Looks to me like you would be playing with fire/asking to bork your system =\

----------

## gentleman

rman77,

my output equals your's. Do you want to say that I should not touch gcc? IMHO the entries only say that the libraries of c and c++ depend on gcc and that the will not run anymore when gcc is missing. Do binaries refer to libstdc or are these libraries only required to compile and link programs?

----------

## rman77

 *Quote:*   

> Do binaries refer to libstdc or are these libraries only required to compile and link programs?

 

These lib's are complied as ".so" or shared objects, for example "/usr/lib/libstdc++-v3/libstdc++.so.5.0.7" so they are loaded when you execute a program, not only at compile time.  However I'm no sure what exactly these library's depend on in gcc so there is a good chance you can remove the gcc package without any negative effects... BUT if removing gcc screws up these lib's you could be in a world of hurt (aka livecd time).  One other thing to note is if you manage to remove gcc and everything still works portage will complain and try to pull it in every time you update because gcc is part of the system profile   :Confused: 

Sorry I cant give you an exact answer, but I hope that helps.Last edited by rman77 on Sun Aug 26, 2007 6:26 pm; edited 1 time in total

----------

## gentleman

 *Quote:*   

>  gcc is part of the system profile

 

Yeah, that would be to change.

----------

## wjb

The question is - if you remove it, then (for some reason) need to get it back, do you know how to do that?

----------

## gentleman

Well I think with the binary of gcc in the bag it should be no problem.

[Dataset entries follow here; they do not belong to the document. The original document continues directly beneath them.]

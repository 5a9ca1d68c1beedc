use async_trait::async_trait;
use reqwest::Method;
use sheetsync_core::Notifier;
use sheetsync_domain::{Notification, Result, SheetSyncError};
use tracing::{info, warn};
use url::Url;

use crate::http::HttpClient;

/// Posts notifications as JSON to a mail relay webhook.
pub struct WebhookNotifier {
    http: HttpClient,
    url: Url,
}

impl WebhookNotifier {
    pub fn new(http: HttpClient, url: &str) -> Result<Self> {
        let url = Url::parse(url).map_err(|e| {
            SheetSyncError::Config(format!("invalid notification.webhook_url '{url}': {e}"))
        })?;
        Ok(Self { http, url })
    }
}

#[async_trait]
impl Notifier for WebhookNotifier {
    async fn send(&self, notification: &Notification) -> Result<()> {
        let builder = self.http.request(Method::POST, self.url.clone()).json(notification);
        let response = self.http.send(builder).await.map_err(|e| {
            SheetSyncError::Notification(format!("webhook request failed: {e}"))
        })?;

        let status = response.status();
        if !status.is_success() {
            let body = response.text().await.unwrap_or_default();
            return Err(SheetSyncError::Notification(format!(
                "webhook rejected notification (HTTP {}): {body}",
                status.as_u16()
            )));
        }

        info!(
            subject = %notification.subject,
            recipients = notification.recipients.len(),
            "Failure notification sent"
        );
        Ok(())
    }
}

/// Writes notifications to the log when no webhook is configured.
#[derive(Debug, Default, Clone, Copy)]
pub struct LogNotifier;

#[async_trait]
impl Notifier for LogNotifier {
    async fn send(&self, notification: &Notification) -> Result<()> {
        warn!(
            subject = %notification.subject,
            recipients = ?notification.recipients,
            cc = ?notification.cc,
            "{}",
            notification.body
        );
        Ok(())
    }
}
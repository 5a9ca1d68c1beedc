//! Port interface for operator notifications

use async_trait::async_trait;
use sheetsync_domain::{Notification, Result};

#[async_trait]
pub trait Notifier: Send + Sync {
    async fn send(&self, notification: &Notification) -> Result<()>;
}
//! Records, desired fields and patches

use std::collections::HashMap;

use serde::{Deserialize, Serialize};

use super::sheet::{ColumnMap, Row};
use super::value::FieldValue;

/// A sheet row viewed as column title -> value.
#[derive(Debug, Clone, PartialEq, Default)]
pub struct Record {
    pub row_id: u64,
    pub row_number: Option<u32>,
    fields: HashMap<String, FieldValue>,
}

static EMPTY: FieldValue = FieldValue::Empty;

impl Record {
    pub fn new(row_id: u64) -> Self {
        Self { row_id, ..Self::default() }
    }

    pub fn from_row(row: &Row, columns: &ColumnMap) -> Self {
        let fields = columns
            .titles()
            .map(|(title, id)| {
                let cell = row.cell(id);
                let value = FieldValue::from_cell_with_display(
                    cell.and_then(|c| c.value.as_ref()),
                    cell.and_then(|c| c.display_value.as_deref()),
                );
                (title.to_string(), value)
            })
            .collect();
        Self { row_id: row.id, row_number: row.row_number, fields }
    }

    pub fn with_field(mut self, column: impl Into<String>, value: FieldValue) -> Self {
        self.fields.insert(column.into(), value);
        self
    }

    /// Current value; `Empty` for unknown columns.
    pub fn value(&self, column: &str) -> &FieldValue {
        self.fields.get(column).unwrap_or(&EMPTY)
    }

    /// Canonical text of the current value.
    pub fn text(&self, column: &str) -> String {
        self.value(column).render()
    }

    pub fn has_column(&self, column: &str) -> bool {
        self.fields.contains_key(column)
    }
}

/// Authoritative value a reconciler wants a column to hold.
#[derive(Debug, Clone, PartialEq, Serialize, Deserialize)]
pub struct DesiredField {
    pub column: String,
    pub value: FieldValue,
}

impl DesiredField {
    pub fn new(column: impl Into<String>, value: impl Into<FieldValue>) -> Self {
        Self { column: column.into(), value: value.into() }
    }
}

/// A single change to apply to a record.
#[derive(Debug, Clone, PartialEq, Serialize, Deserialize)]
pub struct FieldPatch {
    pub column: String,
    pub value: FieldValue,
}

impl FieldPatch {
    /// Patch needed to bring `record` in line with `desired`, if any.
    pub fn plan(record: &Record, desired: &DesiredField) -> Option<Self> {
        let current = record.value(&desired.column);
        if desired.value.differs_from(current) {
            Some(Self { column: desired.column.clone(), value: desired.value.clone() })
        } else {
            None
        }
    }
}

As far as everything works correctly in abstinence of gcc and system doesn't break down.

----------

## salam

but very few binary packages exist for gentoo in compare to all available as sources. anyway, has use-flag system any meaning without self-compilation? and point no.3 - the only reason i see for removing gcc is disk space. if you have enough space, there is no reason for it and if not, why not to clean something other(like man pages as on installcd)?

----------

## gentleman

 *salam wrote:*   

> but very few binary packages exist for gentoo in compare to all available as sources. anyway, has use-flag system any meaning without self-compilation? 

 

Hmm, I remember myself to write:

 *gentleman wrote:*   

> You might say "why then using gentoo anymore". Well I still want to have the USE-flag comfort and build binaries on a seperate system to then with the server only fetch the binary and emerge it with emerge -k binary.

 

 *salam wrote:*   

> point no.3 - the only reason i see for removing gcc is disk space. 

 

 *gentleman wrote:*   

> i currently plan to uninstall the gcc-package from my gentoo-system during removing all compilers from the system.

 

For me this is a question of security. If my goal is to harden my system, I have to remove all not-needed software. So debian systems do not need a gcc-compiler. So I think one main difference e.g. between debian and gentoo is portage with compiling source-code. But if I rely to self-compiled binaries I break that difference (at least on the server). But with debian I could not (except of compiling everything by hand) customize my software.

However it would be absolutely mad to test this on a server, so I will do it on one of my locals here in the next days.

----------